Con la traduzione italiana dell’Odissea di Nikos Kazantzakis (Crocetti, Milano 2020) a 82 anni dalla sua prima edizione greca, un nuovo ritratto di Ulisse si aggiunge a quelli che ciascuno di noi allinea nella propria galleria ideale. Per dire, l’Ulisse di Luigi Dallapiccola, uno dei capolavori del teatro musicale del Novecento; ma anche le rivisitazioni letterarie e filosofiche dell’eroe omerico dall’antichità al Novecento proposte nel bel libro di Piero Boitani, L’ombra di Ulisse. Figure di un mito (il Mulino, Bologna 1992).

A Kazantzakis (autore dei romanzi Zorba il Greco e L’ultima tentazione di Cristo) servirono 13 anni e sette stesure per giungere alla meta di 33.333 decaeptasillabi giambici (l’Iliade e l’Odissea, insieme, raggiungono poco meno di 28.000 versi) con cui ha voluto rendere l’esametro omerico ma anche “il respiro delle onde del mare di Creta”, sua isola natale. Come si legge nella preziosa introduzione di Nicola Crocetti, il traduttore italiano, si tratta di un’opera “fluviale, proteiforme, poliedrica, straordinariamente complessa e visionaria”. I punti di partenza ideali sono la profezia di Tiresia dell’Odissea e l’Ulisse dantesco assetato di “virtute e canoscenza”.

Ritornato a Itaca, morto il padre, e dopo aver favorito le nozze di Telemaco con Nausicaa, Ulisse abbandona la patria con cinque compagni, di cui uno flautista, e intraprende un nuovo viaggio che lo porterà a Sparta. Da qui riparte con Elena, per Creta, poi in Egitto alla ricerca delle fonti del Nilo, nelle vicinanze fonderà una città ideale. Infine, prima a bordo di una barca/bara e poi su un kayak, va al Polo Sud, dove, ormai vecchio e solo, si consegna alla morte che gli ha concesso il tempo necessario per vedere l’aurora australe. Dopo una vita vissuta con straordinaria pienezza, la Morte troverà di lui soltanto rimasugli insignificanti.

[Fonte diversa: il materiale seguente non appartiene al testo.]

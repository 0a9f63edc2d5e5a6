use std::fmt;

use grantstate_core::Authorization;
use grantstate_core::types::TokenKind;

/// Narrows [`find_by_token`](crate::AuthorizationStore::find_by_token) to one kind of value.
#[derive(Debug, Clone, Copy, PartialEq, Eq, Hash)]
pub enum TokenLookup {
    /// Only credentials of this kind.
    Kind(TokenKind),
    /// Only the `state` attribute of an in-flight authorization request.
    State,
}

impl TokenLookup {
    /// Map an introspection/revocation `token_type_hint` onto a lookup.
    #[must_use]
    pub fn from_hint(hint: &str) -> Option<Self> {
        if hint == "state" {
            return Some(TokenLookup::State);
        }
        TokenKind::parse(hint).ok().map(TokenLookup::Kind)
    }
}

impl fmt::Display for TokenLookup {
    fn fmt(&self, f: &mut fmt::Formatter<'_>) -> fmt::Result {
        match self {
            TokenLookup::Kind(kind) => f.write_str(kind.as_str()),
            TokenLookup::State => f.write_str("state"),
        }
    }
}

/// How well `authorization` matches `value` in the place `lookup` points at.
///
/// `Some(0)` is a credential match, `Some(1)` a `state` match, `None` no
/// match. With no lookup both places are checked and a credential match wins.
pub(crate) fn match_rank(
    authorization: &Authorization,
    value: &str,
    lookup: Option<TokenLookup>,
) -> Option<u8> {
    let holds_credential = || {
        authorization
            .tokens()
            .any(|token| token.credential().value() == value)
    };
    let holds_state = || authorization.state() == Some(value);
    match lookup {
        Some(TokenLookup::State) => holds_state().then_some(1),
        Some(TokenLookup::Kind(kind)) => authorization
            .token(kind)
            .is_some_and(|token| token.credential().value() == value)
            .then_some(0),
        None if holds_credential() => Some(0),
        None => holds_state().then_some(1),
    }
}

#[cfg(test)]
mod tests {
    use grantstate_core::Authorization;
    use grantstate_core::types::{ClientId, Credential, GrantType, TokenKind};

    use super::{TokenLookup, match_rank};

    fn pending() -> Authorization {
        Authorization::with_client(ClientId::new("c1").unwrap())
            .principal_name("alice")
            .grant_type(GrantType::AuthorizationCode)
            .attribute("state", "st-1")
            .unwrap()
            .token(Credential::authorization_code("code-1").unwrap())
            .build()
            .unwrap()
    }

    #[test]
    fn hint_parsing() {
        assert_eq!(TokenLookup::from_hint("state"), Some(TokenLookup::State));
        assert_eq!(
            TokenLookup::from_hint("refresh_token"),
            Some(TokenLookup::Kind(TokenKind::Refresh))
        );
        assert_eq!(TokenLookup::from_hint("nonsense"), None);
    }

    #[test]
    fn lookup_filters_by_place() {
        let authorization = pending();
        assert_eq!(match_rank(&authorization, "st-1", None), Some(1));
        assert_eq!(match_rank(&authorization, "code-1", None), Some(0));
        assert_eq!(
            match_rank(&authorization, "st-1", Some(TokenLookup::State)),
            Some(1)
        );
        assert_eq!(
            match_rank(&authorization, "code-1", Some(TokenLookup::State)),
            None
        );
        assert_eq!(
            match_rank(
                &authorization,
                "code-1",
                Some(TokenLookup::Kind(TokenKind::AuthorizationCode))
            ),
            Some(0)
        );
        assert_eq!(
            match_rank(
                &authorization,
                "code-1",
                Some(TokenLookup::Kind(TokenKind::Access))
            ),
            None
        );
        assert_eq!(match_rank(&authorization, "other", None), None);
    }
}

Innumerevoli sono gli aspetti di grande interesse in quest’opera, un vero capolavoro del Novecento. In primis quello linguistico: l’autore viaggiò per anni per tutta la Grecia alla ricerca di parole in via di estinzione, che rendono la lingua allo stesso tempo antica e modernissima. Poi quello ideale: Ulisse è un uomo (più che un eroe) che prende posizione, partecipa, lotta, vince e perde, incarnando figure diverse ma tutte positive, come un Che Guevara ante litteram, ma anche come Mosè o san Francesco. Liberatosi della patria, della famiglia e dei suoi averi, Ulisse pian piano si libera persino del Dio che cercava, quando un terremoto rade al suolo la sua città ideale proprio nel giorno dell’inaugurazione. L’eroe giunge, infine, alla condizione che l’autore ha scelto come proprio epitaffio: “Non spero niente. Non temo niente. Sono libero”.

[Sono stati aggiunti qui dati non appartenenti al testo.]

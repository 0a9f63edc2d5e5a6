//! Error taxonomy for building and reading authorizations.
//!
//! Absence of a token or attribute is never an error; lookups return `Option`.

use thiserror::Error;

#[derive(Debug, Clone, PartialEq, Eq, Error)]
pub enum AuthorizationError {
    /// `build()` was called without a principal name.
    #[error("principal name cannot be empty")]
    MissingPrincipalName,
    /// `build()` was called without a grant type.
    #[error("authorization grant type cannot be unset")]
    MissingGrantType,
    /// A caller passed an argument that can never be valid.
    #[error("invalid {argument}: {reason}")]
    InvalidArgument {
        argument: &'static str,
        reason: &'static str,
    },
}

impl AuthorizationError {
    pub(crate) const fn empty(argument: &'static str) -> Self {
        AuthorizationError::InvalidArgument {
            argument,
            reason: "cannot be empty",
        }
    }

    /// True for errors raised by `build()` on incomplete input.
    #[must_use]
    pub const fn is_precondition_violation(&self) -> bool {
        matches!(
            self,
            AuthorizationError::MissingPrincipalName | AuthorizationError::MissingGrantType
        )
    }

    #[must_use]
    pub const fn is_invalid_argument(&self) -> bool {
        matches!(self, AuthorizationError::InvalidArgument { .. })
    }
}

pub type Result<T, E = AuthorizationError> = std::result::Result<T, E>;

In questo testo poetico la bellezza è profusa a piene mani. Immagini indimenticabili si susseguono senza posa, prima fra tutte quelle di Elena dagli “occhi stellati” e dal “riso di mandorla”. Indimenticabili l’ultimo viaggio verso la morte e quella che in Heimat Edgar Reitz ha definito “la festa dei vivi e dei morti”, venuti idealmente a salutare l’eroe morente. E che dire del Sole, che nell’Epilogo torna a casa “in collera”, prende a calci il tavolo, rifiuta il cibo che la madre gli ha preparato perché ha visto “svanire come un pensiero” il suo amato? L’Odissea di Kazantzakis non è soltanto molto bella, ma attiva mille riflessioni, intrecci, associazioni di idee che ne rendono la lettura un viaggio indimenticabile, lungo e pacato che ciascun lettore costruirà da sé seguendo i tanti spunti e stimoli che l’autore vi ha disseminato. Parlando della prima esecuzione delle Vexations di Erik Satie e della sua smisurata durata (18 ore e 40′), John Cage disse: “Avevamo previsto tutto, salvo una cosa: che, dopo, la nostra vita sarebbe cambiata”. La lettura dell’Odissea di Kazantzakis potrebbe avere lo stesso effetto.